Unsupervised Parsing - Githubissues

Author Anton Kolonin; Andres Suarez Madrigal

Description Design and implement a syntactic parser that generates unlabelled, undirected dependency parses for a given corpus of sentences. The parser must be unsupervised, meaning that it can only be trained using unannotated text corpora and that it may not contain hard-coded language rules.
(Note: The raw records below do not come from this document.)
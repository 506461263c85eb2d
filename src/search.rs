//! Reverse lookup of unknown numbers
//!
//! Only an offline provider ships; it returns canned directory-style
//! results so unknown-caller cards and the CSV log have something to show.

use serde::Serialize;

use crate::phone;

/// Maximum results kept per lookup
pub const MAX_RESULTS: usize = 3;

#[derive(Debug, Clone, PartialEq, Eq, Serialize)]
pub struct SearchResult {
    pub title: String,
    pub url: String,
}

impl SearchResult {
    fn new(title: impl Into<String>, url: impl Into<String>) -> Self {
        Self {
            title: title.into(),
            url: url.into(),
        }
    }
}

pub trait SearchProvider {
    /// Results mentioning `phone`, best first
    fn search(&self, phone: &str) -> Vec<SearchResult>;
}

/// Canned results, no network access
#[derive(Debug, Clone, Copy, Default)]
pub struct OfflineSearch;

impl SearchProvider for OfflineSearch {
    fn search(&self, phone: &str) -> Vec<SearchResult> {
        let num = phone::normalize(phone);
        if num.is_empty() {
            return Vec::new();
        }

        tracing::debug!("Offline search for {}", num);
        vec![
            SearchResult::new(
                format!("{} Αρτοποιείο στο Ηράκλειο - στοιχεία επικοινωνίας", num),
                "https://example.com/heraklion-bakery",
            ),
            SearchResult::new(
                format!("Επιχειρηματικός κατάλογος: τηλ. {}", grouped(&num)),
                "https://example.com/business-directory",
            ),
            SearchResult::new(
                format!("Αναζήτηση τηλεφώνου ({}) - πιθανός πελάτης", num),
                "https://example.com/reverse-lookup",
            ),
        ]
    }
}

/// Ten-digit numbers as `XXX XXX XXXX`, anything else unchanged
fn grouped(num: &str) -> String {
    if num.len() == 10 {
        format!("{} {} {}", &num[..3], &num[3..6], &num[6..])
    } else {
        num.to_string()
    }
}
//! Inkroom WebSocket Room Server
//!
//! Keeps one authoritative raster per room and fans drawing events out to
//! every member.
//!
//! ## Protocol
//!
//! Messages are JSON text frames tagged by `type`:
//! ```json
//! { "type": "join-room", "roomCode": "AB12" }
//! { "type": "stroke-delta", "roomCode": "AB12", "prevX": 10, "prevY": 10,
//!   "currX": 50, "currY": 10, "color": "#000000", "width": 5, "tool": "pen",
//!   "generation": 0 }
//! { "type": "canvas-snapshot", "roomCode": "AB12", "raster": "data:image/png;base64,...",
//!   "sequence": 1, "generation": 0 }
//! { "type": "clear-canvas", "roomCode": "AB12", "generation": 1 }
//! ```
//! See [`inkroom_core::protocol`] for the full message set.

pub mod config;
pub mod hub;
pub mod registry;
pub mod server;
pub mod session;

pub use config::ServerConfig;
pub use hub::{BroadcastHub, Frame, OutboundQueue, PushOutcome};
pub use registry::{Bootstrap, Member, RoomRegistry};
pub use server::{AppState, ServerError, router, run, serve};
pub use session::ClientSession;
//! End-to-end tests over real sockets.
//!
//! These start the axum server on a free port and drive it with
//! tokio-tungstenite clients.

use std::net::SocketAddr;
use std::time::Duration;

use futures_util::{SinkExt, StreamExt};
use inkroom_core::protocol::{ClientMessage, ServerMessage, decode_server, encode};
use inkroom_core::{
    CanvasSnapshot, ClientConfig, ConnectionEvent, PointerEvent, Raster, Versions, Whiteboard,
};
use inkroom_server::{ServerConfig, run};
use kurbo::Point;
use tokio::io::{AsyncReadExt, AsyncWriteExt};
use tokio::net::{TcpListener, TcpStream};
use tokio::time::timeout;
use tokio_tungstenite::tungstenite::Message;
use tokio_tungstenite::{MaybeTlsStream, WebSocketStream, connect_async};

type Socket = WebSocketStream<MaybeTlsStream<TcpStream>>;

/// Start a server on a free port, return its address.
async fn start_test_server(config: ServerConfig) -> SocketAddr {
    let listener = TcpListener::bind("127.0.0.1:0").await.unwrap();
    let addr = listener.local_addr().unwrap();
    tokio::spawn(async move {
        run(listener, config).await.unwrap();
    });
    addr
}

async fn connect(addr: SocketAddr, name: &str) -> Socket {
    let url = format!("ws://{addr}/ws?name={name}");
    let (socket, _) = connect_async(url).await.expect("websocket connects");
    socket
}

async fn send_frames(socket: &mut Socket, frames: Vec<String>) {
    for frame in frames {
        socket.send(Message::Text(frame.into())).await.unwrap();
    }
}

async fn send(socket: &mut Socket, msg: &ClientMessage) {
    let text = encode(msg).unwrap();
    send_frames(socket, vec![text]).await;
}

/// Next server message, skipping pings.
async fn recv(socket: &mut Socket) -> ServerMessage {
    loop {
        let frame = timeout(Duration::from_secs(3), socket.next())
            .await
            .expect("message within timeout")
            .expect("socket open")
            .expect("valid frame");
        if let Message::Text(text) = frame {
            return decode_server(text.as_str()).unwrap();
        }
    }
}

/// A whiteboard wired to a real socket.
struct Client {
    board: Whiteboard,
    socket: Socket,
}

impl Client {
    async fn join(addr: SocketAddr, name: &str, room: &str) -> Self {
        let mut board = Whiteboard::new(ClientConfig::default().with_display_name(name));
        board.handle_connection_event(ConnectionEvent::Connected);
        board.join_room(room);
        let mut client = Self {
            board,
            socket: connect(addr, name).await,
        };
        client.flush().await;
        client
            .receive_until(|msg| matches!(msg, ServerMessage::Joined { .. }))
            .await;
        client
    }

    async fn flush(&mut self) {
        send_frames(&mut self.socket, self.board.take_outgoing()).await;
    }

    /// A complete stroke from `from` to `to`.
    fn draw(&mut self, from: Point, to: Point) {
        self.board.handle_pointer(PointerEvent::down(from));
        self.board.handle_pointer(PointerEvent::moved(to));
        self.board.handle_pointer(PointerEvent::Up);
    }

    /// Apply messages until one matches.
    async fn receive_until(&mut self, done: impl Fn(&ServerMessage) -> bool) -> ServerMessage {
        loop {
            let msg = recv(&mut self.socket).await;
            self.board.handle_server_message(msg.clone());
            if done(&msg) {
                return msg;
            }
        }
    }
}

fn test_config() -> ServerConfig {
    ServerConfig {
        bind_addr: "127.0.0.1:0".parse().unwrap(),
        ..ServerConfig::default()
    }
}

#[tokio::test]
async fn test_health_endpoint() {
    let addr = start_test_server(test_config()).await;
    let mut stream = TcpStream::connect(addr).await.unwrap();
    let request = b"GET /health HTTP/1.1\r\nHost: localhost\r\nConnection: close\r\n\r\n";
    stream.write_all(request).await.unwrap();
    let mut response = String::new();
    stream.read_to_string(&mut response).await.unwrap();
    assert!(response.starts_with("HTTP/1.1 200"));
    assert!(response.ends_with("ok"));
}

#[tokio::test]
async fn test_late_joiner_gets_first_clients_stroke() {
    let addr = start_test_server(test_config()).await;

    let mut a = Client::join(addr, "alice", "AB12").await;
    assert_eq!(a.board.versions(), Versions::default());
    assert!(a.board.raster().is_blank());

    a.draw(Point::new(10.0, 10.0), Point::new(50.0, 10.0));
    a.flush().await;

    // the accepted snapshot comes back to its sender too
    a.receive_until(|msg| matches!(msg, ServerMessage::CanvasSnapshot { .. }))
        .await;
    assert_eq!(a.board.versions(), Versions::new(0, 1));

    let mut b = Client::join(addr, "bob", "AB12").await;
    assert_eq!(b.board.versions(), Versions::new(0, 1));
    assert_eq!(b.board.raster(), a.board.raster());
    assert_eq!(b.board.peer_count(), 2);

    let joined = a
        .receive_until(|msg| matches!(msg, ServerMessage::PeerJoined { .. }))
        .await;
    let ServerMessage::PeerJoined { name, .. } = joined else {
        panic!("unexpected {joined:?}");
    };
    assert_eq!(name, "bob");

    // live strokes reach the earlier member
    let board = &mut b.board;
    board.handle_pointer(PointerEvent::down(Point::new(10.0, 100.0)));
    board.handle_pointer(PointerEvent::moved(Point::new(60.0, 100.0)));
    b.flush().await;
    a.receive_until(|msg| matches!(msg, ServerMessage::StrokeDelta { .. }))
        .await;
    assert_eq!(a.board.raster().pixel(30, 100), Some([0, 0, 0, 255]));
}

#[tokio::test]
async fn test_clear_relayed_and_stale_snapshot_rejected() {
    let addr = start_test_server(test_config()).await;
    let mut a = Client::join(addr, "alice", "CL34").await;
    let mut b = Client::join(addr, "bob", "CL34").await;
    a.receive_until(|msg| matches!(msg, ServerMessage::PeerJoined { .. }))
        .await;

    a.board.request_clear();
    assert!(a.board.confirm_clear());
    a.flush().await;
    let cleared = b
        .receive_until(|msg| matches!(msg, ServerMessage::ClearCanvas { .. }))
        .await;
    let ServerMessage::ClearCanvas { clear, .. } = cleared else {
        panic!("unexpected {cleared:?}");
    };
    assert_eq!(clear.generation, 1);
    assert_eq!(b.board.versions(), Versions::new(1, 0));

    // a snapshot from before the clear is fenced out
    let stale = Raster::blank(650, 450).to_data_url().unwrap();
    send(
        &mut a.socket,
        &ClientMessage::CanvasSnapshot(CanvasSnapshot {
            room_code: "CL34".to_string(),
            raster: stale,
            sequence: 1,
            generation: 0,
        }),
    )
    .await;
    // and a fresh one goes through to everyone
    a.draw(Point::new(5.0, 5.0), Point::new(40.0, 5.0));
    a.flush().await;

    let snapshot = b
        .receive_until(|msg| matches!(msg, ServerMessage::CanvasSnapshot { .. }))
        .await;
    match snapshot {
        ServerMessage::CanvasSnapshot { snapshot, .. } => {
            assert_eq!((snapshot.generation, snapshot.sequence), (1, 1));
        }
        other => panic!("unexpected {other:?}"),
    }
    assert_eq!(b.board.raster(), a.board.raster());
}

#[tokio::test]
async fn test_silent_connection_times_out() {
    let config = ServerConfig {
        ping_interval: Duration::from_millis(100),
        idle_timeout: Duration::from_millis(400),
        ..test_config()
    };
    let addr = start_test_server(config).await;

    // joins, then never reads again, so it never answers a ping
    let mut silent = connect(addr, "silent").await;
    let join = ClientMessage::JoinRoom {
        room_code: "ID56".to_string(),
    };
    send(&mut silent, &join).await;

    let mut watcher = Client::join(addr, "watcher", "ID56").await;
    let left = watcher
        .receive_until(|msg| matches!(msg, ServerMessage::PeerLeft { .. }))
        .await;
    assert!(matches!(left, ServerMessage::PeerLeft { .. }));
    assert_eq!(watcher.board.peer_count(), 1);
    drop(silent);
}

#[tokio::test]
async fn test_member_that_stops_reading_is_dropped_on_overflow() {
    let config = ServerConfig {
        queue_capacity: 4,
        overflow_timeout: Duration::from_millis(500),
        ..test_config()
    };
    let addr = start_test_server(config).await;
    let join = ClientMessage::JoinRoom {
        room_code: "OV78".to_string(),
    };

    // the busy member drains its socket on its own task and reports
    // everything but snapshots, which are skipped undecoded
    let (mut noisy_tx, mut noisy_rx) = connect(addr, "noisy").await.split();
    let (events_tx, mut events) = tokio::sync::mpsc::unbounded_channel();
    tokio::spawn(async move {
        while let Some(Ok(frame)) = noisy_rx.next().await {
            if let Message::Text(text) = frame {
                if !text.as_str().starts_with(r#"{"type":"canvas-snapshot""#) {
                    let _ = events_tx.send(decode_server(text.as_str()).unwrap());
                }
            }
        }
    });
    noisy_tx
        .send(Message::Text(encode(&join).unwrap().into()))
        .await
        .unwrap();
    let joined = timeout(Duration::from_secs(3), events.recv())
        .await
        .unwrap();
    assert!(matches!(joined, Some(ServerMessage::Joined { .. })));

    // joins, then never reads again
    let mut stuck = connect(addr, "stuck").await;
    send(&mut stuck, &join).await;
    let stuck_id = match timeout(Duration::from_secs(3), events.recv()).await {
        Ok(Some(ServerMessage::PeerJoined { peer_id, name })) if name == "stuck" => peer_id,
        other => panic!("unexpected {other:?}"),
    };

    // megabyte snapshots back up the stuck member's socket and queue
    let raster = format!("data:image/png;base64,{}", "A".repeat(1 << 20));
    for sequence in 1..=48 {
        let snapshot = CanvasSnapshot {
            room_code: "OV78".to_string(),
            raster: raster.clone(),
            sequence,
            generation: 0,
        };
        let frame = encode(&ClientMessage::CanvasSnapshot(snapshot)).unwrap();
        noisy_tx.send(Message::Text(frame.into())).await.unwrap();
    }

    let left = timeout(Duration::from_secs(10), async {
        loop {
            match events.recv().await {
                Some(ServerMessage::PeerLeft { peer_id }) if peer_id == stuck_id => return true,
                Some(_) => {}
                None => return false,
            }
        }
    })
    .await
    .expect("stuck member released within timeout");
    assert!(left);

    // the busy member itself kept up and is still in the room
    let mut late = connect(addr, "late").await;
    send(&mut late, &join).await;
    match recv(&mut late).await {
        ServerMessage::Joined {
            peer_count,
            sequence,
            ..
        } => {
            assert_eq!(peer_count, 2);
            assert_eq!(sequence, 48);
        }
        other => panic!("unexpected {other:?}"),
    }
    drop(stuck);
}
Syntactic parsing of text is a crucial component of different Natural Language Processing tasks, as it helps to understand the precise meaning of a given word or component in a sentence. Current state-of-the-art parsers rely either on human-created rules e.g. the Link Grammar Parser or on training on large annotated treebanks e.g. Parsey McParseface, meaning that they require a significant effort from specialized humans to produce. Consequently, only the most popular human languages count with reliable syntactic parsers. This RFAI is part of an ongoing effort to learn a grammar from a corpus of text without any annotations in an unsupervised manner (see this paper and this repository), which would allow for more powerful NLP tools for understanding any language, or even variations of a language (e.g. chatspeak, baby language, etc.).

The goal of the challenge is to produce an unsupervisedly-trained, undirected, unlabeled dependency parser capable of reproducing the evaluation treebanks as close as possible.

Acceptance Criteria

The parser should produce unlabelled, undirected dependency parses, following the same format as the provided treebanks (ULL format). Example:

Examples are silly 0 ###LEFT-WALL### 2 are 1 Examples 2 are 2 are 3 silly

Where “###LEFT-WALL###” is equivalent to the root node in other dependency parsing formalisms (this token is not strictly required, see below). The first line contains the parsed sentence; the following lines contain links between word-pairs, in the format:

position-left-word left-word position-right-word right-word
The parser should be trained with the training data provided, and produce parses with the same tokenization as the evaluation datasets (identical to the one in training data), assuming that space is the token separator.
After training on the entire corpus, the parser should be able to provide parses for any subset of sentences in the corpus.
The output parses should be stored in files with identical names to those in the input text files.

Useful information

The letter case of the produced parses will be ignored during evaluation.
We note that the provided treebanks contain only planar parses, so adding planarity restrictions to the parsing algorithm may be beneficial.
The “###LEFT-WALL###” token and the final dot in a sentence (if it exists) are ignored during evaluation, so in principle it is not required to include them in the output parses. However, given the planarity of the provided parses, they affect the structure in the given treenbanks.
The sentences in the provided data sets are not contiguous in their original sources, so it is most likely convenient to train the parser on a sentence by sentence basis, without reference to neighbouring sentences.

Related documents

http://langlearn.singularitynet.io/data/docs/

Related videos

Training dataset The training dataset to use is a pre-cleaned version of a collection of books for children in English, obtained from the Gutenberg Project, and hence referred as “Gutenberg Children”: Gutenberg Children Corpus

Evaluation treebanks For the benefit of the participants, we also provide three different treebanks used for evaluation. Note that the requested parser must be unsupervised, so the parses in these treebanks should NOT be used during training. They can, however, be used to guide the design of your parser.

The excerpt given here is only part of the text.